Year

2021

Degree Name

Doctor of Philosophy

Department

School of Electrical, Computer and Telecommunications Engineering

Abstract

Massive multiple-input multiple-output (MIMO) is one of the most promising tech-nologies in 5G systems. The base station (BS) is equipped with a much larger number of antennas in massive MIMO systems than those in the conventional single-input single-output (SISO) systems, making the dimension of the channels significantly larger. This phenomenon causes the implementation of the linear mini- mum mean square error (LMMSE) channel estimation, which generally involves the second-order statistics, e.g., the channel covariance matrix or the precision matrix (the inverse of the covariance matrix), a challenging issue to be solved.
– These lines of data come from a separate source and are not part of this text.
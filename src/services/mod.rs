//! Business logic services.
//!
//! Services contain core business logic separated from HTTP handlers.
//! They handle the aggregator round-trips, reconciliation, and database
//! writes behind the link and sync endpoints.

pub mod link_service;
pub mod sync_service;
//! Client for the Plaid financial data aggregator.
//!
//! All communication with the aggregator goes through this module:
//! - Link token creation (starts the client-side Link widget)
//! - Public token exchange (turns a temporary token into a durable credential)
//! - Item/institution metadata lookup
//! - The cursor-based `/transactions/sync` change feed
//!
//! The API is plain JSON over HTTPS; every request carries the client id and
//! secret in the body. Which host is used (sandbox vs production) comes from
//! [`crate::config::PlaidEnvironment`].

pub mod client;
pub mod types;

pub use client::{PlaidClient, PlaidError};
pub use types::{
    InstitutionsGetByIdResponse, ItemGetResponse, ItemPublicTokenExchangeResponse,
    LinkTokenCreateResponse, PlaidAccount, PlaidBalances, PlaidTransaction, RemovedTransaction,
    TransactionsSyncResponse,
};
Meanwhile, the computational complexity of implementing the LMMSE channel estimation is also a significant issue. This thesis aims to propose robust channel estimation for the massive MIMO systems. Two major aspects are investigated in this thesis: the estimation of the channel covariance matrix and the precision matrix to improve the LMMSE channel estimation, as well as the complexity reduction for it in the massive MIMO systems.

Firstly, a two-stage shrinkage covariance matrix estimator is proposed to improve the LMMSE channel estimator for massive MIMO systems. The LMMSE channel estimator is optimal in terms of the mean square error (MSE) when the channel statistics are known. However, such statistics are not perfectly known in real-world scenarios and need to be estimated. A two-stage algorithm is proposed to select the shrinkage factors to improve the robustness of the covariance matrix estimation when the number of samples varies, contributing to the overall channel estimation performance. Numerical results are provided to demonstrate the effectiveness of the proposed method to obtain covariance matrix estimation, improving the LMMSE channel estimator in massive MIMO systems.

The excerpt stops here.